* **Your assignment**: The job is to find each line in the entries holding the string "removed" and copy that line.

Data records START

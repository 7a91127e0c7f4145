//! Pool configuration.

use serde::{Deserialize, Serialize};
use std::path::PathBuf;

/// Default arena size: 1 GiB.
///
/// Backing files are sparse, so an arena only costs disk and memory for the
/// pages actually touched.
pub const DEFAULT_ARENA_SIZE: usize = 1024 * 1024 * 1024;

/// Name of the subdirectory that holds backing files.
pub const ARENA_SUBDIR: &str = "shem";

/// Configuration for arena pool creation.
#[derive(Debug, Clone, PartialEq, Eq, Serialize, Deserialize)]
pub struct PoolConfig {
    /// Data directory; backing files go to `<directory>/shem`.
    pub directory: PathBuf,
    /// Size of the first arena and minimum size of every arena added by
    /// lazy growth.
    pub arena_size: usize,
    /// Unlink backing files right after they are mapped.
    ///
    /// The mapping stays valid until the arena is dropped. Used by pools that
    /// live for the whole process and are therefore never dropped.
    pub ephemeral: bool,
}

impl Default for PoolConfig {
    fn default() -> Self {
        Self {
            directory: std::env::temp_dir(),
            arena_size: DEFAULT_ARENA_SIZE,
            ephemeral: false,
        }
    }
}

impl PoolConfig {
    /// Create a configuration for testing.
    ///
    /// Uses a fresh directory under the system temp dir and 1 MB arenas.
    pub fn in_temp() -> Self {
        let nanos = std::time::SystemTime::now()
            .duration_since(std::time::UNIX_EPOCH)
            .map(|d| d.as_nanos())
            .unwrap_or_default();
        Self {
            directory: std::env::temp_dir()
                .join(format!("shem_test_{}_{:x}", std::process::id(), nanos)),
            arena_size: 1024 * 1024,
            ephemeral: false,
        }
    }

    /// Create config with custom directory.
    pub fn with_directory(mut self, directory: impl Into<PathBuf>) -> Self {
        self.directory = directory.into();
        self
    }

    /// Create config with custom arena size.
    pub fn with_arena_size(mut self, arena_size: usize) -> Self {
        self.arena_size = arena_size;
        self
    }

    /// Unlink backing files as soon as they are mapped.
    pub fn with_ephemeral(mut self, ephemeral: bool) -> Self {
        self.ephemeral = ephemeral;
        self
    }

    /// The directory backing files are placed in.
    pub fn arena_dir(&self) -> PathBuf {
        self.directory.join(ARENA_SUBDIR)
    }

    /// Create a pool config from environment variables.
    ///
    /// # Environment Variables
    ///
    /// - `SHEM_DATA_DIR`: data directory (backing files go to `<dir>/shem`)
    /// - `SHEM_ARENA_SIZE`: default arena size in bytes
    /// - `SHEM_EPHEMERAL`: `1`/`true` to unlink backing files after mapping
    ///
    /// # Returns
    ///
    /// Returns `None` if none of the variables is set. Malformed values are
    /// logged and the default is kept.
    pub fn from_env() -> Option<Self> {
        let dir = std::env::var("SHEM_DATA_DIR").ok();
        let size = std::env::var("SHEM_ARENA_SIZE").ok();
        let ephemeral = std::env::var("SHEM_EPHEMERAL").ok();
        if dir.is_none() && size.is_none() && ephemeral.is_none() {
            return None;
        }

        let mut config = Self::default();
        if let Some(dir) = dir {
            config.directory = PathBuf::from(dir);
        }
        if let Some(size) = size {
            match size.trim().parse::<usize>() {
                Ok(size) if size > 0 => config.arena_size = size,
                _ => {
                    tracing::warn!(value = %size, "Invalid SHEM_ARENA_SIZE, using default");
                }
            }
        }
        if let Some(flag) = ephemeral {
            match flag.to_lowercase().as_str() {
                "1" | "true" | "yes" => config.ephemeral = true,
                "0" | "false" | "no" => config.ephemeral = false,
                other => {
                    tracing::warn!(value = %other, "Invalid SHEM_EPHEMERAL, using default");
                }
            }
        }
        Some(config)
    }

    /// Create a pool config from environment variables, or use the default.
    pub fn from_env_or_default() -> Self {
        Self::from_env().unwrap_or_default()
    }
}
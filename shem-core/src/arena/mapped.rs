//! A single memory-mapped arena.

use super::free_list::FreeList;
use crate::error::{Result, ShemError};
use fs2::FileExt;
use memmap2::{MmapMut, MmapOptions};
use std::fs::{File, OpenOptions};
use std::io::ErrorKind;
use std::mem::ManuallyDrop;
use std::path::{Path, PathBuf};
use std::ptr::NonNull;

/// A fixed-capacity block of mapped storage with a best-fit free list.
///
/// The arena owns its backing file exclusively: the file is created (or
/// replaced) on construction, locked for the arena's lifetime and removed
/// when the arena is dropped. Nothing written into an arena survives it.
pub struct Arena {
    /// The memory-mapped file. Unmapped first on drop.
    mmap: ManuallyDrop<MmapMut>,
    /// The underlying file handle.
    file: ManuallyDrop<File>,
    /// Path to the arena file.
    path: PathBuf,
    /// Capacity in bytes, fixed at creation.
    capacity: usize,
    /// Block bookkeeping.
    free: FreeList,
    /// Whether the backing file is still present on disk.
    linked: bool,
}

impl Arena {
    /// Create an arena of `size` bytes backed by a file at `path`.
    ///
    /// Anything already at `path` is replaced.
    pub fn create(path: impl AsRef<Path>, size: usize) -> Result<Self> {
        Self::create_with(path.as_ref(), size, false)
    }

    /// Create an arena whose backing file is unlinked right after mapping.
    ///
    /// On platforms that refuse to remove mapped files the file is kept and
    /// removed on drop as usual.
    pub fn create_ephemeral(path: impl AsRef<Path>, size: usize) -> Result<Self> {
        Self::create_with(path.as_ref(), size, true)
    }

    fn create_with(path: &Path, size: usize, ephemeral: bool) -> Result<Self> {
        if size == 0 {
            return Err(ShemError::invariant("arena size must be positive"));
        }
        if path.as_os_str().is_empty() {
            return Err(ShemError::invariant("arena path must not be empty"));
        }

        let create_err = |cause: String| ShemError::ArenaCreate {
            path: path.to_path_buf(),
            cause,
        };

        match std::fs::remove_file(path) {
            Ok(()) => tracing::debug!(path = %path.display(), "Replaced existing arena file"),
            Err(e) if e.kind() == ErrorKind::NotFound => {}
            Err(e) => return Err(create_err(format!("Failed to replace file: {}", e))),
        }

        let file = OpenOptions::new()
            .read(true)
            .write(true)
            .create_new(true)
            .open(path)
            .map_err(|e| create_err(e.to_string()))?;

        let mmap = match Self::lock_and_map(&file, path, size) {
            Ok(mmap) => mmap,
            Err(e) => {
                // Close before removing the partial file.
                drop(file);
                if let Err(remove_err) = std::fs::remove_file(path) {
                    tracing::warn!(path = %path.display(), error = %remove_err, "Failed to remove partial arena file");
                }
                return Err(e);
            }
        };

        let mut arena = Self {
            mmap: ManuallyDrop::new(mmap),
            file: ManuallyDrop::new(file),
            path: path.to_path_buf(),
            capacity: size,
            free: FreeList::new(size),
            linked: true,
        };

        if ephemeral {
            match std::fs::remove_file(&arena.path) {
                Ok(()) => arena.linked = false,
                Err(e) => {
                    tracing::warn!(path = %arena.path.display(), error = %e, "Could not unlink mapped arena file");
                }
            }
        }

        tracing::debug!(path = %arena.path.display(), capacity = size, ephemeral, "Arena created");
        Ok(arena)
    }

    fn lock_and_map(file: &File, path: &Path, size: usize) -> Result<MmapMut> {
        let create_err = |cause: String| ShemError::ArenaCreate {
            path: path.to_path_buf(),
            cause,
        };

        file.try_lock_exclusive()
            .map_err(|e| create_err(format!("Failed to lock file: {}", e)))?;

        let len = u64::try_from(size).map_err(|e| create_err(e.to_string()))?;
        file.set_len(len).map_err(|e| create_err(e.to_string()))?;

        unsafe {
            MmapOptions::new()
                .len(size)
                .map_mut(file)
                .map_err(|e| ShemError::ArenaMmap {
                    path: path.to_path_buf(),
                    cause: e.to_string(),
                })
        }
    }

    /// Allocate `size` bytes.
    ///
    /// Returns `None` when no free block is large enough or `size` is zero.
    /// Blocks are aligned to [`BLOCK_ALIGN`](super::BLOCK_ALIGN).
    pub fn allocate(&mut self, size: usize) -> Option<NonNull<u8>> {
        let offset = self.free.allocate(size)?;
        // `offset` lies inside the mapping.
        NonNull::new(unsafe { self.mmap.as_mut_ptr().add(offset) })
    }

    /// Return a block to the free list.
    ///
    /// `None` is a no-op. Addresses outside the arena, or inside it but not
    /// at the start of a live block, are invariant violations.
    pub fn deallocate(&mut self, ptr: Option<NonNull<u8>>) -> Result<()> {
        let Some(ptr) = ptr else {
            return Ok(());
        };
        let offset = self.offset_of(ptr.as_ptr()).ok_or(ShemError::ForeignAddress {
            address: ptr.as_ptr() as usize,
        })?;
        self.free.deallocate(offset).map(|_| ()).ok_or_else(|| {
            ShemError::invariant(format!(
                "offset {:#x} of arena {} is not a live block",
                offset,
                self.path.display()
            ))
        })
    }

    /// Check whether `ptr` lies inside this arena.
    pub fn owns(&self, ptr: *const u8) -> bool {
        self.offset_of(ptr).is_some()
    }

    /// True when no bytes are allocated.
    pub fn is_empty(&self) -> bool {
        self.free.is_empty()
    }

    /// Capacity in bytes.
    pub fn capacity(&self) -> usize {
        self.capacity
    }

    /// Bytes held by live blocks.
    pub fn allocated_bytes(&self) -> usize {
        self.free.live_bytes()
    }

    /// Number of live blocks.
    pub fn live_blocks(&self) -> usize {
        self.free.live_blocks()
    }

    /// Get the path to the arena file.
    pub fn path(&self) -> &Path {
        &self.path
    }

    fn offset_of(&self, ptr: *const u8) -> Option<usize> {
        let base = self.mmap.as_ptr() as usize;
        let addr = ptr as usize;
        (addr >= base && addr - base < self.capacity).then(|| addr - base)
    }
}

impl std::fmt::Debug for Arena {
    fn fmt(&self, f: &mut std::fmt::Formatter<'_>) -> std::fmt::Result {
        f.debug_struct("Arena")
            .field("path", &self.path)
            .field("capacity", &self.capacity)
            .field("allocated", &self.free.live_bytes())
            .field("blocks", &self.free.live_blocks())
            .finish()
    }
}

impl Drop for Arena {
    fn drop(&mut self) {
        let _ = FileExt::unlock(&*self.file);

        // Unmap and close before removal; some platforms refuse to delete
        // files that are still mapped or open.
        unsafe {
            ManuallyDrop::drop(&mut self.mmap);
            ManuallyDrop::drop(&mut self.file);
        }

        if self.linked {
            if let Err(e) = std::fs::remove_file(&self.path) {
                tracing::warn!(path = %self.path.display(), error = %e, "Failed to remove arena file");
            }
        }
        tracing::debug!(path = %self.path.display(), "Arena released");
    }
}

Data records END

* **Task output**:
/// replaced) on construction, locked for the arena's lifetime and removed
    /// removed on drop as usual.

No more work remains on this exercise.